Opéra de Rouen Haute-Normandie
- 8 novembre 2003
le chef baroque Hervé Niquet
© dr

Alors que grande roue, montagnes russes, toboggans et autres machines infernales menacent la foule des rives de la Seine, l’Opéra de Rouen accueille Le Concert Spirituelpour une version de concert de King Arthur (1691) – une version espiègle, à l’humour parfois ostentatoire, grâce au facétieux Hervé Niquet qui prend un malin plaisir (ou un plaisir de malin, pour calquer le ton de la soirée) à troquer l’autorité du chef pour celle d’un lutin farceur.

Outre les appréciations du maître d’œuvre et ses régulières et sonores distributions de bons points, un peu de jeu vient aérer l’exécution de l’ouvrage.

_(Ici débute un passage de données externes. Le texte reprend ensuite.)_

//! Perception System
//!
//! Finds the uneaten food inside an agent's vision box.

use rand::seq::SliceRandom;
use rand::Rng;

use crate::components::{FoodId, FoodRegistry, GridPos};

/// Every available food patch within `vision` (Chebyshev) of `position`,
/// shuffled.
///
/// Pursuit picks the first attractive entry rather than the best one, so the
/// shuffle is what breaks ties between equally scored patches.
pub fn look_around<R: Rng + ?Sized>(
    position: GridPos,
    vision: u32,
    food: &FoodRegistry,
    rng: &mut R,
) -> Vec<FoodId> {
    let mut seeing = food.available_within(position, vision);
    seeing.shuffle(rng);
    seeing
}
//! Movement System
//!
//! Picks the cell an agent wants this tick and resolves it against the
//! other agents on the grid.

use rand::Rng;

use crate::components::{Agent, AgentRegistry, GridPos};

/// Where an agent tries to go this tick
#[derive(Debug, Clone, Copy, PartialEq, Eq)]
pub enum Intent {
    /// One king move towards the pursued food
    Approach(GridPos),
    /// Eating what it reached last tick
    Stay,
    /// Random walk, standing still included
    Wander,
}

impl Intent {
    /// `target` is the position of the pursued food, already resolved.
    pub fn for_agent(agent: &Agent, target: Option<GridPos>) -> Self {
        match target {
            Some(target) => Intent::Approach(target),
            None if agent.consuming.is_some() => Intent::Stay,
            None => Intent::Wander,
        }
    }
}

/// Result of trying to move
#[derive(Debug, Clone, Copy, PartialEq, Eq)]
pub enum MoveOutcome {
    Moved { from: GridPos, to: GridPos },
    /// The candidate cell belonged to another agent
    Blocked { at: GridPos, wanted: GridPos },
    Stayed(GridPos),
}

/// Candidate cell for this tick, clamped to the grid.
pub fn candidate_cell<R: Rng + ?Sized>(
    from: GridPos,
    intent: Intent,
    grid_size: u32,
    rng: &mut R,
) -> GridPos {
    let raw = match intent {
        Intent::Approach(target) => from.step_toward(target),
        Intent::Stay => from,
        Intent::Wander => from.offset(rng.gen_range(-1..=1), rng.gen_range(-1..=1)),
    };
    raw.clamp_to(grid_size)
}

/// Move the agent to `candidate` unless another living agent holds it, in
/// which case the agent keeps its cell for this tick.
pub fn apply_move(agents: &AgentRegistry, agent: &mut Agent, candidate: GridPos) -> MoveOutcome {
    let from = agent.position;
    if candidate == from {
        return MoveOutcome::Stayed(from);
    }
    if agents.occupant_at(candidate).is_some() {
        return MoveOutcome::Blocked {
            at: from,
            wanted: candidate,
        };
    }
    agent.position = candidate;
    MoveOutcome::Moved { from, to: candidate }
}
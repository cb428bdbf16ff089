//! Temperance Simulation Engine Library
//!
//! Agents forage on a small grid, scoring food with a PECS appraisal
//! (physical, emotional, cognitive, social) and learning rules about how much
//! it is wise to eat, from their own stomachs and from being watched.

use bevy_ecs::prelude::*;
use rand::rngs::SmallRng;

pub mod components;
pub mod config;
pub mod engine;
pub mod error;
pub mod events;
pub mod output;
pub mod setup;
pub mod systems;

pub use components::*;
pub use config::SimConfig;
pub use engine::{Simulation, TickReport};
pub use error::{ConfigError, SimError};

/// Seeded random number generator resource
#[derive(Resource)]
pub struct SimRng(pub SmallRng);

Ainsi une petite estrade sert-elle à des échanges amusants entre les solistes, de même que moufles et bonnets de fourrure sont-ils au rendez-vous de l’hiver (Acte III). Cette légèreté extérieure n’est pas tout à fait mal venue, bien qu’il pourrait être à la fois plus juste et plus subtil d’y conjuguer le non-sens plutôt que l’anecdote ou le clin d’œil. Question de goût...

Pour l’Ouverture, Hervé Niquet choisit de s’exprimer en une sonorité presque pâle, se gardant des effets de contrastes, entretenant le mystère. Pas d’attaques trop mordantes, pas d’écart de dynamique : au contraire, une grande unité dans une certaine sécheresse, sans finasserie, que l’on constate tout au long du concert. C’est dire l’impact que gagne la première intervention des cuivres ! On apprécie particulièrement la prestation des artistes du chœur dont le travail s’avère nuancé, sensible, aisément respiré, dans un parfait équilibre. On y goûte une expressivité toujours bien amenée et d’à propos. Citons, entre autre, la fin de l’Acte II, d’une suavité délicieuse.

La distribution vocale connaît l’avantage d’un véritable équilibre, en ce qui concerne les timbres et la puissance. Si Véronique Gens semble excessivement en retrait au début de la soirée, elle prend peu à peu le devant de la scène, jusqu’à briller des feux qu’on lui connaît. Le ténor Joseph Cornwell fait profiter d’un timbre riche, clair pour commencer, puis de plus en plus corsé, utilisé avec un vrai sens musical et dans une exquise élégance (Bright nymphs of Britain...). Le baryton Peter Harvey, dont on put régulièrement apprécier le talent dans les cantates de Bach, ne pâlit pas face à sa réputation ; il donne un air du froid (Acte III) tendu, rapide, en accord avec la sonorité précaire, aride – on pourrait dire « gelée » – de l’orchestre sur ce passage.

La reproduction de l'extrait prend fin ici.